━━ Study material ━━

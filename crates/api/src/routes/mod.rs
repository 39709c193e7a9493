pub mod auth;
pub mod goals;
pub mod habits;
pub mod health;
pub mod items;

use axum::Router;

use crate::state::AppState;

/// Build the `/api/v1` route tree.
///
/// Route hierarchy:
///
/// ```text
/// /auth/signup                  create account (public)
/// /auth/login                   login (public)
/// /auth/me                      current account (requires auth)
///
/// /items                        every visible goal and habit
///
/// /goals                        board, create
/// /goals/{id}                   get
/// /goals/{id}/progress          add one point (POST)
///
/// /habits                       list with period totals, create
/// /habits/{id}                  get
/// /habits/{id}/progress         add one point (POST)
/// ```
///
/// Item routes require a Bearer token unless the server runs in anonymous
/// mode.
pub fn api_routes() -> Router<AppState> {
    Router::new()
        .nest("/auth", auth::router())
        .nest("/items", items::router())
        .nest("/goals", goals::router())
        .nest("/habits", habits::router())
}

━━━

--- Exercise goal ---
In the records above, find the lines holding "progress". Copy each one.

--- Exercise output ---
/// /goals/{id}/progress          add one point (POST)
/// /habits/{id}/progress         add one point (POST)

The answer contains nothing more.